▸ WHAT IS BEING ASKED: Tally every line in the entries below that holds "RefCell", then give only the total.

(Records drawn from a dataset)
★ ★ ★ ★ ★

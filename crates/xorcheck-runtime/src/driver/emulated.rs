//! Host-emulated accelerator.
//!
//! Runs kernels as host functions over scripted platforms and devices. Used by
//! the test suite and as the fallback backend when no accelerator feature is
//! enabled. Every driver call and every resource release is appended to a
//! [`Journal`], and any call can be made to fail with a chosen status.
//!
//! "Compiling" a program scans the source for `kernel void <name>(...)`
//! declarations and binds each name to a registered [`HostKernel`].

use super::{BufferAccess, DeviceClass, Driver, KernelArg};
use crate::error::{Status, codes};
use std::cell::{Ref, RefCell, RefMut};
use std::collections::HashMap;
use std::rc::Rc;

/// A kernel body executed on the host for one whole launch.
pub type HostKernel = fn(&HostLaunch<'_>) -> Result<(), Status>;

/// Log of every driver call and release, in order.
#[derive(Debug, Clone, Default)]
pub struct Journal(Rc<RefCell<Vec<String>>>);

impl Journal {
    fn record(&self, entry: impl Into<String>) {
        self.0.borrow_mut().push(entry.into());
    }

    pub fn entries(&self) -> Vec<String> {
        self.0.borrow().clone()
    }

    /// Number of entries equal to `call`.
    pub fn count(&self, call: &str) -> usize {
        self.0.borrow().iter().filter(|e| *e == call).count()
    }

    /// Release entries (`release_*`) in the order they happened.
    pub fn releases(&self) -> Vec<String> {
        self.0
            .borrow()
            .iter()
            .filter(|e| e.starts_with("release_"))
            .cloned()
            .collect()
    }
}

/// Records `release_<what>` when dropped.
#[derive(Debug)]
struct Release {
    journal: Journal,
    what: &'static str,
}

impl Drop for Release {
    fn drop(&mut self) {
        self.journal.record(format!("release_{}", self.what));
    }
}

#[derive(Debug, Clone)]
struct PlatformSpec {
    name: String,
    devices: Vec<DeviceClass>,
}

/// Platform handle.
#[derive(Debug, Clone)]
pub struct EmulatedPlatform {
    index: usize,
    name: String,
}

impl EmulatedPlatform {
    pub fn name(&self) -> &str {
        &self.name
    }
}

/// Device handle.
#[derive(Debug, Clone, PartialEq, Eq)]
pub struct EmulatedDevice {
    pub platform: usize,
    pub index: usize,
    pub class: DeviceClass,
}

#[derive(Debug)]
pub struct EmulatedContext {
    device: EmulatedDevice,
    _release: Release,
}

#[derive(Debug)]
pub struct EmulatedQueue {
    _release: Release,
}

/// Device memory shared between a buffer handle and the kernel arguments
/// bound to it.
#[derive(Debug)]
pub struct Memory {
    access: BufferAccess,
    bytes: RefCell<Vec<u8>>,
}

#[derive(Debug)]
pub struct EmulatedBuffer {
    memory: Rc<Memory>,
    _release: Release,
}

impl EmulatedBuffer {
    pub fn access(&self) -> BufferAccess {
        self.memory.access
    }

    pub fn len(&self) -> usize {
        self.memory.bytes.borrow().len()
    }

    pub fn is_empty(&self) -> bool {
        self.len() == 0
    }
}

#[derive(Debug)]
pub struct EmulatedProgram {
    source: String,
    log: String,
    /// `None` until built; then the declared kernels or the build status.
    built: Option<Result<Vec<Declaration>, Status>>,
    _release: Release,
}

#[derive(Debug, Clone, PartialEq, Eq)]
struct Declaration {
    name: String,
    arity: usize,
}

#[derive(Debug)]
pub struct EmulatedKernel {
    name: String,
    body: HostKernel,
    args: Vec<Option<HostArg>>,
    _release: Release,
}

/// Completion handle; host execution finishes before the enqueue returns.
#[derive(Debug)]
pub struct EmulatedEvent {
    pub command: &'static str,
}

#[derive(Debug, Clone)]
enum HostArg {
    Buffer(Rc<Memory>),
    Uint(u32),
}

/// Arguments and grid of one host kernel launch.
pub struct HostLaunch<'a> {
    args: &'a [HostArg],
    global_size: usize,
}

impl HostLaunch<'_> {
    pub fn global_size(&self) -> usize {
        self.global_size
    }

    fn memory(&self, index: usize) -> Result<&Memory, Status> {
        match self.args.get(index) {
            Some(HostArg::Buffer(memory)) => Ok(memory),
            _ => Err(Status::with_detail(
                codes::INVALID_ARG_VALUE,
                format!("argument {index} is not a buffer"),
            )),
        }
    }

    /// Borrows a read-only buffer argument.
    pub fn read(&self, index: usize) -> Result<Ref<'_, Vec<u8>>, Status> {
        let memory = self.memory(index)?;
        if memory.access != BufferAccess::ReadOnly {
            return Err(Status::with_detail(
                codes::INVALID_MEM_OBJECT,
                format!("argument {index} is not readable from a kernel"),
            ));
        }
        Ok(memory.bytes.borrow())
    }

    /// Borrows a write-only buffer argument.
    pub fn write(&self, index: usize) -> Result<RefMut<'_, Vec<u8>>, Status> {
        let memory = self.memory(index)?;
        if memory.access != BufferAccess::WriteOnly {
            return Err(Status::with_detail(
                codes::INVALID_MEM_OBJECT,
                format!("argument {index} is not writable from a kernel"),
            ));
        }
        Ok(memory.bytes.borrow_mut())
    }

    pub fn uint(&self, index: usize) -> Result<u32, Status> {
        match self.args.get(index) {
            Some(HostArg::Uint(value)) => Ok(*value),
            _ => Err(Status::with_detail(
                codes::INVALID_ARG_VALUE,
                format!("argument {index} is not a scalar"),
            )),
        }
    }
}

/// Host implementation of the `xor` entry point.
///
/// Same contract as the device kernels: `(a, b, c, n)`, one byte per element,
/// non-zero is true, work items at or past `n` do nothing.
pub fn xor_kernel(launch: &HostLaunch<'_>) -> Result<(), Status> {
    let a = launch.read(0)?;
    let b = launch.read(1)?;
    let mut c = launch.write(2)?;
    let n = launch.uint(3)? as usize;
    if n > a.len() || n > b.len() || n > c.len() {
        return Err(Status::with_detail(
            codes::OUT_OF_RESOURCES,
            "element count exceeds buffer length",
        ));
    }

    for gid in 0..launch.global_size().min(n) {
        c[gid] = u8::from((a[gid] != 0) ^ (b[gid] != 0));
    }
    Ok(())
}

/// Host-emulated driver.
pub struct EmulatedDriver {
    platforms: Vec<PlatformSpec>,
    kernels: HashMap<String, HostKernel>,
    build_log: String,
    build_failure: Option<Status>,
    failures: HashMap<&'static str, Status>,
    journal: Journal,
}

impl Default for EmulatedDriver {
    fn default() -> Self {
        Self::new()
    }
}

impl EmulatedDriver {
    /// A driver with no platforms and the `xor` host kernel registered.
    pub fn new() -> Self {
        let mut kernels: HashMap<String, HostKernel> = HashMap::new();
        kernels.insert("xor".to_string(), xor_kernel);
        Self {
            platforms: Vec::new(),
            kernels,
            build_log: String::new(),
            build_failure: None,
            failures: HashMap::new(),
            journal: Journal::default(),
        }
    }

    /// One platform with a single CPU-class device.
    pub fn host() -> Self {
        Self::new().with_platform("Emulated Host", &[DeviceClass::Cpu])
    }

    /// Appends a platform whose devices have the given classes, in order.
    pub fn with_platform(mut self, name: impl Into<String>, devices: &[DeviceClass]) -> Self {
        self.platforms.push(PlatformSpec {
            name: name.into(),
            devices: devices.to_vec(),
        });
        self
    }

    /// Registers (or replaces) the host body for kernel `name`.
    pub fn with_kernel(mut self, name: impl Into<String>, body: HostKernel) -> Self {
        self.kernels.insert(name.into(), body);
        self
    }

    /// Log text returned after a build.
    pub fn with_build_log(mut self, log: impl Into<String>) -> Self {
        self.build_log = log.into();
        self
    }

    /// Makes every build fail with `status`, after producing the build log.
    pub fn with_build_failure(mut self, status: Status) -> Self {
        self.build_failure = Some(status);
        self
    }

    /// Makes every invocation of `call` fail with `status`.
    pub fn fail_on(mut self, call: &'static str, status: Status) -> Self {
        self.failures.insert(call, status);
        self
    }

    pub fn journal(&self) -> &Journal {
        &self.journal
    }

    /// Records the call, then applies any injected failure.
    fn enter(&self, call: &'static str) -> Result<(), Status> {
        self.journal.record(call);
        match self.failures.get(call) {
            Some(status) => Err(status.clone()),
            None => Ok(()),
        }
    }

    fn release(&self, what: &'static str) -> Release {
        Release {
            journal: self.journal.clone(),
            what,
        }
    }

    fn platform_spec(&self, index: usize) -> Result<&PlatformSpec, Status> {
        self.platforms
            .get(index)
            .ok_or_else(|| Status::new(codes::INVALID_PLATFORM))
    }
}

★ ★ ★ ★ ★

▸ RESULT FOR THIS EXERCISE: 3